2. The next screen will ask to Add Bookmarking Buttons, but the TPL computers won't permit the software to run. Instead, choose "Skip this step" on the next two screens until you get to the Registration Complete! message. Now, to manually install the buttons go to this link and scroll down to the section called Internet Explorer (Manual)or Firefox depending on your browser of choice. Follow the steps there, and you're done. Note: For Steps 2 and 3, right click with your mouse directly on the blue text in Steps 2 and 3.

3. To see your new del.icio.us favorites, do a right click in the Links button on the far right of your Interne Explorer browser window past the address bar and Go button. Uncheck "Lock the Toolbars" and then click and drag the Links button to just below the address bar. You should now see a number of links for Footprints Work Orders, TPL Homepage, and My Delicious and Bookmark on Delicious.

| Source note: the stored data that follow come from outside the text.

//! In-memory implementation of every repository trait, for tests and
//! local development.

use async_trait::async_trait;
use chrono::Utc;
use std::collections::HashMap;
use std::sync::{Arc, RwLock, RwLockReadGuard, RwLockWriteGuard};
use uuid::Uuid;

use super::{
    CatalogRepository, OrderRepository, RepositoryError, RepositoryResult, UserRepository,
};
use crate::domain::catalog::{Dish, DishDraft, Restaurant, RestaurantFilter, RestaurantProfile};
use crate::domain::order::{NewOrder, Order, OrderStatus};
use crate::domain::user::{NewUser, User};

/// Thread-safe store backed by one `HashMap` per entity.
///
/// Cloning is cheap and every clone shares the same data.
#[derive(Clone, Default)]
pub struct InMemoryStore {
    restaurants: Arc<RwLock<HashMap<Uuid, Restaurant>>>,
    dishes: Arc<RwLock<HashMap<Uuid, Dish>>>,
    orders: Arc<RwLock<HashMap<Uuid, Order>>>,
    users: Arc<RwLock<HashMap<Uuid, User>>>,
}

impl InMemoryStore {
    pub fn new() -> Self {
        Self::default()
    }
}

fn read<T>(lock: &RwLock<T>) -> RepositoryResult<RwLockReadGuard<'_, T>> {
    lock.read()
        .map_err(|e| RepositoryError::Unavailable(format!("Failed to acquire read lock: {}", e)))
}

fn write<T>(lock: &RwLock<T>) -> RepositoryResult<RwLockWriteGuard<'_, T>> {
    lock.write()
        .map_err(|e| RepositoryError::Unavailable(format!("Failed to acquire write lock: {}", e)))
}

/// Oldest first, id as tie-breaker, so listings are stable
fn sort_orders(orders: &mut [Order]) {
    orders.sort_by(|a, b| a.created_at.cmp(&b.created_at).then(a.id.cmp(&b.id)));
}

#[async_trait]
impl CatalogRepository for InMemoryStore {
    async fn get_restaurant(&self, id: Uuid) -> RepositoryResult<Option<Restaurant>> {
        Ok(read(&self.restaurants)?.get(&id).cloned())
    }

    async fn list_restaurants(&self, filter: &RestaurantFilter) -> RepositoryResult<Vec<Restaurant>> {
        let mut restaurants: Vec<Restaurant> = read(&self.restaurants)?
            .values()
            .filter(|r| filter.matches(&r.profile))
            .cloned()
            .collect();

        restaurants.sort_by(|a, b| a.created_at.cmp(&b.created_at).then(a.id.cmp(&b.id)));
        Ok(restaurants)
    }

    async fn create_restaurant(&self, profile: RestaurantProfile) -> RepositoryResult<Restaurant> {
        let now = Utc::now();
        let restaurant = Restaurant {
            id: Uuid::new_v4(),
            profile,
            created_at: now,
            updated_at: now,
        };

        write(&self.restaurants)?.insert(restaurant.id, restaurant.clone());
        Ok(restaurant)
    }

    async fn update_restaurant(
        &self,
        id: Uuid,
        profile: RestaurantProfile,
    ) -> RepositoryResult<Option<Restaurant>> {
        let mut restaurants = write(&self.restaurants)?;

        Ok(restaurants.get_mut(&id).map(|restaurant| {
            restaurant.profile = profile;
            restaurant.updated_at = Utc::now();
            restaurant.clone()
        }))
    }

    async fn delete_restaurant(&self, id: Uuid) -> RepositoryResult<bool> {
        Ok(write(&self.restaurants)?.remove(&id).is_some())
    }

    async fn get_dish(&self, id: Uuid) -> RepositoryResult<Option<Dish>> {
        Ok(read(&self.dishes)?.get(&id).cloned())
    }

    async fn list_dishes(&self, restaurant_id: Uuid) -> RepositoryResult<Vec<Dish>> {
        let mut dishes: Vec<Dish> = read(&self.dishes)?
            .values()
            .filter(|d| d.restaurant_id == restaurant_id)
            .cloned()
            .collect();

        dishes.sort_by(|a, b| a.created_at.cmp(&b.created_at).then(a.id.cmp(&b.id)));
        Ok(dishes)
    }

    async fn create_dish(&self, restaurant_id: Uuid, draft: DishDraft) -> RepositoryResult<Dish> {
        let dish = draft.into_dish(Uuid::new_v4(), restaurant_id, Utc::now());

        write(&self.dishes)?.insert(dish.id, dish.clone());
        Ok(dish)
    }

    async fn update_dish(&self, mut dish: Dish) -> RepositoryResult<Option<Dish>> {
        let mut dishes = write(&self.dishes)?;

        let Some(stored) = dishes.get_mut(&dish.id) else {
            return Ok(None);
        };

        dish.created_at = stored.created_at;
        dish.updated_at = Utc::now();
        *stored = dish.clone();

        Ok(Some(dish))
    }

    async fn delete_dish(&self, id: Uuid) -> RepositoryResult<bool> {
        Ok(write(&self.dishes)?.remove(&id).is_some())
    }
}

#[async_trait]
impl OrderRepository for InMemoryStore {
    async fn create(&self, order: NewOrder) -> RepositoryResult<Order> {
        let order = order.into_order(Uuid::new_v4(), Utc::now());

        write(&self.orders)?.insert(order.id, order.clone());

        tracing::debug!(order_id = %order.id, "Stored order in memory");
        Ok(order)
    }

    async fn get_by_id(&self, id: Uuid) -> RepositoryResult<Option<Order>> {
        Ok(read(&self.orders)?.get(&id).cloned())
    }

    async fn get_by_user_id(&self, user_id: Uuid) -> RepositoryResult<Vec<Order>> {
        let mut orders: Vec<Order> = read(&self.orders)?
            .values()
            .filter(|o| o.user_id == user_id)
            .cloned()
            .collect();

        sort_orders(&mut orders);
        Ok(orders)
    }

    async fn get_all(&self) -> RepositoryResult<Vec<Order>> {
        let mut orders: Vec<Order> = read(&self.orders)?.values().cloned().collect();

        sort_orders(&mut orders);
        Ok(orders)
    }

    async fn update(&self, mut order: Order) -> RepositoryResult<Option<Order>> {
        let mut orders = write(&self.orders)?;

        let Some(stored) = orders.get_mut(&order.id) else {
            return Ok(None);
        };

        order.created_at = stored.created_at;
        order.updated_at = Utc::now();
        *stored = order.clone();

        Ok(Some(order))
    }

    async fn update_status(&self, id: Uuid, status: OrderStatus) -> RepositoryResult<bool> {
        let mut orders = write(&self.orders)?;

        Ok(match orders.get_mut(&id) {
            Some(order) => {
                order.status = status;
                order.updated_at = Utc::now();
                true
            }
            None => false,
        })
    }

    async fn delete(&self, id: Uuid) -> RepositoryResult<bool> {
        Ok(write(&self.orders)?.remove(&id).is_some())
    }
}

#[async_trait]
impl UserRepository for InMemoryStore {
    async fn create(&self, user: NewUser) -> RepositoryResult<User> {
        let mut users = write(&self.users)?;

        if users.values().any(|u| u.email == user.email) {
            return Err(RepositoryError::UniqueViolation(format!(
                "users.email = {}",
                user.email
            )));
        }

        let user = user.into_user(Uuid::new_v4(), Utc::now());
        users.insert(user.id, user.clone());
        Ok(user)
    }

    async fn get_by_id(&self, id: Uuid) -> RepositoryResult<Option<User>> {
        Ok(read(&self.users)?.get(&id).cloned())
    }

    async fn get_by_email(&self, email: &str) -> RepositoryResult<Option<User>> {
        Ok(read(&self.users)?.values().find(|u| u.email == email).cloned())
    }

    async fn update(&self, mut user: User) -> RepositoryResult<Option<User>> {
        let mut users = write(&self.users)?;

        let Some(stored) = users.get_mut(&user.id) else {
            return Ok(None);
        };

        user.created_at = stored.created_at;
        user.updated_at = Utc::now();
        *stored = user.clone();

        Ok(Some(user))
    }

    async fn delete(&self, id: Uuid) -> RepositoryResult<bool> {
        Ok(write(&self.users)?.remove(&id).is_some())
    }
}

4. Go and find a web page on any subject you like from any website (perhaps something already in your Internet Explorer Favorites menu). Click on the "Bookmark on Delicious" button in your Links menu.

5. You'll be taken to a new del.icio.us window which shows the URL and title of the page you were on, as well as notes and tags fields. Add a few terms to describe the page in the tags field and click save. You'll then be taken back to the page you were on.

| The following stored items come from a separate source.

use rust_decimal::Decimal;
use std::sync::Arc;
use uuid::Uuid;

use crate::domain::{AMOUNT_SCALE, MAX_AMOUNT};
use crate::repository::CatalogRepository;

use super::errors::CatalogError;
use super::value_objects::{Dish, DishDraft, DishPatch, Restaurant, RestaurantFilter, RestaurantProfile};

pub type CatalogResult<T> = Result<T, CatalogError>;

/// Restaurant and dish management with field validation
pub struct CatalogService {
    catalog: Arc<dyn CatalogRepository>,
}

impl CatalogService {
    pub fn new(catalog: Arc<dyn CatalogRepository>) -> Self {
        Self { catalog }
    }

    pub async fn create_restaurant(&self, profile: RestaurantProfile) -> CatalogResult<Restaurant> {
        validate_restaurant(&profile)?;

        let restaurant = self.catalog.create_restaurant(profile).await?;
        tracing::info!(restaurant_id = %restaurant.id, name = %restaurant.profile.name, "Restaurant created");

        Ok(restaurant)
    }

    pub async fn get_restaurant(&self, id: Uuid) -> CatalogResult<Restaurant> {
        self.catalog
            .get_restaurant(id)
            .await?
            .ok_or(CatalogError::RestaurantNotFound(id))
    }

    pub async fn list_restaurants(&self, filter: &RestaurantFilter) -> CatalogResult<Vec<Restaurant>> {
        Ok(self.catalog.list_restaurants(filter).await?)
    }

    pub async fn update_restaurant(
        &self,
        id: Uuid,
        profile: RestaurantProfile,
    ) -> CatalogResult<Restaurant> {
        validate_restaurant(&profile)?;

        let restaurant = self
            .catalog
            .update_restaurant(id, profile)
            .await?
            .ok_or(CatalogError::RestaurantNotFound(id))?;
        tracing::info!(restaurant_id = %id, "Restaurant updated");

        Ok(restaurant)
    }

    pub async fn delete_restaurant(&self, id: Uuid) -> CatalogResult<()> {
        if !self.catalog.delete_restaurant(id).await? {
            return Err(CatalogError::RestaurantNotFound(id));
        }
        tracing::info!(restaurant_id = %id, "Restaurant deleted");
        Ok(())
    }

    pub async fn create_dish(&self, restaurant_id: Uuid, draft: DishDraft) -> CatalogResult<Dish> {
        require("dish", "name", &draft.name)?;
        validate_price(draft.price)?;
        self.get_restaurant(restaurant_id).await?;

        let dish = self.catalog.create_dish(restaurant_id, draft).await?;
        tracing::info!(dish_id = %dish.id, restaurant_id = %restaurant_id, price = %dish.price, "Dish created");

        Ok(dish)
    }

    pub async fn get_dish(&self, id: Uuid) -> CatalogResult<Dish> {
        self.catalog
            .get_dish(id)
            .await?
            .ok_or(CatalogError::DishNotFound(id))
    }

    pub async fn list_dishes(&self, restaurant_id: Uuid) -> CatalogResult<Vec<Dish>> {
        self.get_restaurant(restaurant_id).await?;
        Ok(self.catalog.list_dishes(restaurant_id).await?)
    }

    /// Apply `patch` to a dish of `restaurant_id`; absent fields are kept
    pub async fn update_dish(
        &self,
        restaurant_id: Uuid,
        dish_id: Uuid,
        patch: DishPatch,
    ) -> CatalogResult<Dish> {
        if let Some(name) = &patch.name {
            require("dish", "name", name)?;
        }
        if let Some(price) = patch.price {
            validate_price(price)?;
        }

        let mut dish = self.get_dish(dish_id).await?;
        if dish.restaurant_id != restaurant_id {
            return Err(CatalogError::DishRestaurantMismatch);
        }

        patch.apply_to(&mut dish);

        let dish = self
            .catalog
            .update_dish(dish)
            .await?
            .ok_or(CatalogError::DishNotFound(dish_id))?;
        tracing::info!(dish_id = %dish_id, price = %dish.price, available = dish.is_available, "Dish updated");

        Ok(dish)
    }

    pub async fn delete_dish(&self, id: Uuid) -> CatalogResult<()> {
        if !self.catalog.delete_dish(id).await? {
            return Err(CatalogError::DishNotFound(id));
        }
        tracing::info!(dish_id = %id, "Dish deleted");
        Ok(())
    }
}

fn require(entity: &'static str, field: &'static str, value: &str) -> CatalogResult<()> {
    if value.trim().is_empty() {
        return Err(CatalogError::MissingField { entity, field });
    }
    Ok(())
}

fn validate_restaurant(profile: &RestaurantProfile) -> CatalogResult<()> {
    let required = [
        ("name", &profile.name),
        ("email", &profile.email),
        ("phone", &profile.phone),
        ("address", &profile.address),
        ("city", &profile.city),
        ("state", &profile.state),
        ("country", &profile.country),
        ("postal_code", &profile.postal_code),
        ("cuisine", &profile.cuisine),
    ];
    for (field, value) in required {
        require("restaurant", field, value)?;
    }

    if !(0.0..=5.0).contains(&profile.rating) {
        return Err(CatalogError::InvalidRating(profile.rating));
    }

    Ok(())
}

/// Prices must fit the `NUMERIC(12, 2)` price column exactly
fn validate_price(price: Decimal) -> CatalogResult<()> {
    if price < Decimal::ZERO {
        return Err(CatalogError::NegativePrice(price));
    }
    if price > MAX_AMOUNT {
        return Err(CatalogError::PriceTooLarge(price));
    }
    if price.normalize().scale() > AMOUNT_SCALE {
        return Err(CatalogError::PriceTooPrecise(price));
    }
    Ok(())
}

6. Click on the "My Delicious" button in your Links menu, and you'll be taken to your account page where the page you just tagged will be listed, showing how many other people saved the same source. Click on any of the tag key words and a page will open showing all the bookmarks you saved using that tag (only one at this point). If you click on "view all" just above your bookmark, you'll see all the bookmarks in del.icio.us using the same tag.

7. Add two or more web pages to your account by repeating steps 4-6.

8. Explore other tags and do some searches within del.icio.us for topics that interest you. Create a new post to your blog about your experience using this tool, and send a message to 23things@torontopubliclibrary.ca when you are finished.

Although it can be a bit daunting to get set up, once you play around with del.icio.us I think you'll find it has real value.

See you next week.

Tuesday, May 4, 2010

Week Four: Time for Some Fun

Since everyone has been working so hard on the previous assignments, the tasks this week are quick, easy, and fun.

Image Makeover

First, let's make more use of our photo skills. A few years ago you needed specialised software to alter photos and design things like CD covers, calendars, and trading cards. Now, thanks to the "anyone can do it" movement of Web 2.0, there are many tools to help you along. For example, the site Big Huge Labs can take this picture of Melvil Dewey:

And turn it into this:

Or this:

Try these out (or some of the other tools from Big Huge Labs) using a picture of your choice.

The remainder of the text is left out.